Stored items from a collection:
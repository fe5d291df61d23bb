//! # Analysis Worker Module
//!
//! Runs analyses off the caller's thread and keeps recent reports cached.
//!
//! ## Architecture
//! - **AnalysisPool**: Owns the worker threads, the job queue and the cache
//! - **Worker threads**: Pull jobs from a shared crossbeam queue; each job is
//!   an independent pure computation, so workers never coordinate
//! - **Report cache**: LRU cache keyed by evaluation id, shared by all workers
//! - **analyze_async**: Single analysis on Tokio's blocking pool for async hosts
//!
//! ## Cancellation
//! An analysis has no partial effects. Dropping a `PendingReport` (or the
//! future returned by `analyze_async`) simply discards the result.

use crate::analysis::{analyze, AnalysisReport, AnalysisRequest, AnalysisSettings};
use crate::error::WorkerError;
use crossbeam_channel::{bounded, unbounded, Receiver, Sender};
use lru::LruCache;
use std::num::NonZeroUsize;
use std::sync::{Arc, Mutex};
use std::thread;

/// One evaluation to analyze
#[derive(Debug, Clone)]
pub struct AnalysisJob {
    pub evaluation_id: String,
    pub request: AnalysisRequest,
}

type JobResult = Result<AnalysisReport, WorkerError>;
type ReportCache = Arc<Mutex<LruCache<String, AnalysisReport>>>;

/// Command sent from the pool to worker threads
enum WorkerCommand {
    /// Analyze a job and reply on the given channel
    Analyze {
        job: AnalysisJob,
        reply: Sender<JobResult>,
    },
    /// Stop one worker
    Stop,
}

/// Handle to a submitted job's eventual report
pub struct PendingReport {
    pub evaluation_id: String,
    receiver: Receiver<JobResult>,
}

impl PendingReport {
    /// Block until the report is ready
    pub fn wait(self) -> JobResult {
        self.receiver
            .recv()
            .map_err(|_| WorkerError::Disconnected)?
    }
}

/// Pool of analysis worker threads
///
/// Thread-safe and non-blocking for the submitter. Dropping the pool stops
/// every worker after the jobs already queued have been processed.
pub struct AnalysisPool {
    /// Command sender shared by all workers
    command_tx: Sender<WorkerCommand>,
    /// Worker thread handles
    workers: Vec<thread::JoinHandle<()>>,
    /// Recently completed reports
    cache: ReportCache,
}

impl AnalysisPool {
    /// Create a new pool
    ///
    /// # Arguments
    /// * `threads` - Number of worker threads (at least one is started)
    /// * `cache_capacity` - Reports retained in the LRU cache (at least one)
    /// * `settings` - Thresholds and transport settings applied to every job
    pub fn new(threads: usize, cache_capacity: usize, settings: AnalysisSettings) -> Self {
        let (command_tx, command_rx) = unbounded();
        let capacity = NonZeroUsize::new(cache_capacity).unwrap_or(NonZeroUsize::MIN);
        let cache: ReportCache = Arc::new(Mutex::new(LruCache::new(capacity)));

        let workers = (0..threads.max(1))
            .map(|index| {
                let rx = command_rx.clone();
                let cache = cache.clone();
                thread::spawn(move || Self::worker_loop(index, rx, cache, settings))
            })
            .collect::<Vec<_>>();

        log::info!(
            "Started analysis pool with {} workers, cache capacity {}",
            workers.len(),
            capacity
        );

        AnalysisPool {
            command_tx,
            workers,
            cache,
        }
    }

    /// Queue a job for analysis
    ///
    /// A report already cached for the same evaluation id is returned
    /// without recomputing.
    pub fn submit(&self, job: AnalysisJob) -> Result<PendingReport, WorkerError> {
        let (reply, receiver) = bounded(1);
        let evaluation_id = job.evaluation_id.clone();

        if let Some(report) = self.cached(&evaluation_id)? {
            log::debug!("Cache hit for evaluation {}", evaluation_id);
            let _ = reply.send(Ok(report));
            return Ok(PendingReport {
                evaluation_id,
                receiver,
            });
        }

        self.command_tx
            .send(WorkerCommand::Analyze { job, reply })
            .map_err(|_| WorkerError::Disconnected)?;

        Ok(PendingReport {
            evaluation_id,
            receiver,
        })
    }

    /// Look up a cached report
    pub fn cached(&self, evaluation_id: &str) -> Result<Option<AnalysisReport>, WorkerError> {
        let mut cache = self.cache.lock().map_err(|_| WorkerError::StatePoisoned)?;
        Ok(cache.get(evaluation_id).cloned())
    }

    /// Number of reports currently cached
    pub fn cached_count(&self) -> usize {
        self.cache.lock().map(|cache| cache.len()).unwrap_or(0)
    }

    pub fn worker_count(&self) -> usize {
        self.workers.len()
    }

    /// Worker thread loop
    ///
    /// Runs jobs until told to stop or until the pool's sender is gone.
    fn worker_loop(index: usize, command_rx: Receiver<WorkerCommand>, cache: ReportCache, settings: AnalysisSettings) {
        loop {
            match command_rx.recv() {
                Ok(WorkerCommand::Analyze { job, reply }) => {
                    log::debug!("Worker {}: analyzing evaluation {}", index, job.evaluation_id);
                    let result = analyze(job.request, settings).map_err(WorkerError::from);

                    match &result {
                        Ok(report) => match cache.lock() {
                            Ok(mut cache) => {
                                cache.put(job.evaluation_id.clone(), report.clone());
                            }
                            Err(_) => log::error!("Worker {}: report cache poisoned", index),
                        },
                        Err(e) => log::warn!("Worker {}: evaluation {} failed: {}", index, job.evaluation_id, e),
                    }

                    // Submitter may have dropped its handle
                    let _ = reply.send(result);
                }
                Ok(WorkerCommand::Stop) => {
                    log::debug!("Worker {} stopped", index);
                    break;
                }
                Err(_) => {
                    log::debug!("Worker {}: command channel closed", index);
                    break;
                }
            }
        }
    }
}

impl Drop for AnalysisPool {
    fn drop(&mut self) {
        // One stop per worker; queued jobs ahead of them still run
        for _ in 0..self.workers.len() {
            let _ = self.command_tx.send(WorkerCommand::Stop);
        }

        for handle in self.workers.drain(..) {
            let _ = handle.join();
        }
        log::info!("Analysis pool stopped");
    }
}

/// Run one analysis on Tokio's blocking thread pool
pub async fn analyze_async(request: AnalysisRequest, settings: AnalysisSettings) -> JobResult {
    tokio::task::spawn_blocking(move || analyze(request, settings))
        .await
        .map_err(|_| WorkerError::Disconnected)?
        .map_err(WorkerError::from)
}

#[cfg(test)]
mod tests {
    use super::*;
    use crate::error::AnalysisError;
    use crate::sample::test_support::*;
    use chrono::Duration;

    fn job(id: &str, samples: Vec<crate::sample::SensorSample>) -> AnalysisJob {
        AnalysisJob {
            evaluation_id: id.to_string(),
            request: AnalysisRequest {
                samples,
                time_init: t0(),
                time_end: t0() + Duration::seconds(14),
                age: 75,
            },
        }
    }

    #[test]
    fn test_pool_creation() {
        let pool = AnalysisPool::new(0, 0, AnalysisSettings::default());
        assert_eq!(pool.worker_count(), 1);
        assert_eq!(pool.cached_count(), 0);
    }

    #[test]
    fn test_submit_and_wait() {
        let pool = AnalysisPool::new(2, 8, AnalysisSettings::default());

        let report = pool
            .submit(job("eval-1", idealized_cycles(5)))
            .unwrap()
            .wait()
            .expect("Analysis failed");

        assert_eq!(report.cycle.valid_count(), 5);
        assert!(pool.cached("eval-1").unwrap().is_some());
    }

    #[test]
    fn test_parallel_jobs() {
        let pool = AnalysisPool::new(3, 8, AnalysisSettings::default());

        let pending: Vec<PendingReport> = (1..=5)
            .map(|n| pool.submit(job(&format!("eval-{}", n), idealized_cycles(n))).unwrap())
            .collect();

        for (n, p) in (1..=5).zip(pending) {
            assert_eq!(p.evaluation_id, format!("eval-{}", n));
            let report = p.wait().unwrap();
            assert_eq!(report.cycle.valid_count(), n);
        }
        assert_eq!(pool.cached_count(), 5);
    }

    #[test]
    fn test_no_data_is_reported_not_cached() {
        let pool = AnalysisPool::new(1, 4, AnalysisSettings::default());

        let result = pool.submit(job("empty", Vec::new())).unwrap().wait();

        assert_eq!(result.unwrap_err(), WorkerError::Analysis(AnalysisError::NoData));
        assert!(pool.cached("empty").unwrap().is_none());
    }

    #[test]
    fn test_cache_hit_skips_recompute() {
        let pool = AnalysisPool::new(1, 4, AnalysisSettings::default());
        let first = pool.submit(job("eval-7", idealized_cycles(2))).unwrap().wait().unwrap();

        // Same id, different samples: the cached report wins
        let second = pool.submit(job("eval-7", stationary(10))).unwrap().wait().unwrap();

        assert_eq!(first, second);
    }

    #[test]
    fn test_cache_evicts_least_recent() {
        let pool = AnalysisPool::new(1, 2, AnalysisSettings::default());
        for id in ["a", "b", "c"] {
            pool.submit(job(id, stationary(5))).unwrap().wait().unwrap();
        }

        assert_eq!(pool.cached_count(), 2);
        assert!(pool.cached("a").unwrap().is_none());
        assert!(pool.cached("c").unwrap().is_some());
    }

    #[tokio::test]
    async fn test_analyze_async() {
        let report = analyze_async(job("async", idealized_cycles(3)).request, AnalysisSettings::default())
            .await
            .unwrap();
        assert_eq!(report.cycle.valid_count(), 3);

        let empty = analyze_async(job("none", Vec::new()).request, AnalysisSettings::default()).await;
        assert_eq!(empty.unwrap_err(), WorkerError::Analysis(AnalysisError::NoData));
    }
}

Requirement: Starting at the first line of the records, print each line exactly, stopping after the line that contains "workers never coordinate".

Reply:
repository fe5d291df61d23bb
//! # Analysis Worker Module
//!
//! Runs analyses off the caller's thread and keeps recent reports cached.
//!
//! ## Architecture
//! - **AnalysisPool**: Owns the worker threads, the job queue and the cache
//! - **Worker threads**: Pull jobs from a shared crossbeam queue; each job is
//!   an independent pure computation, so workers never coordinate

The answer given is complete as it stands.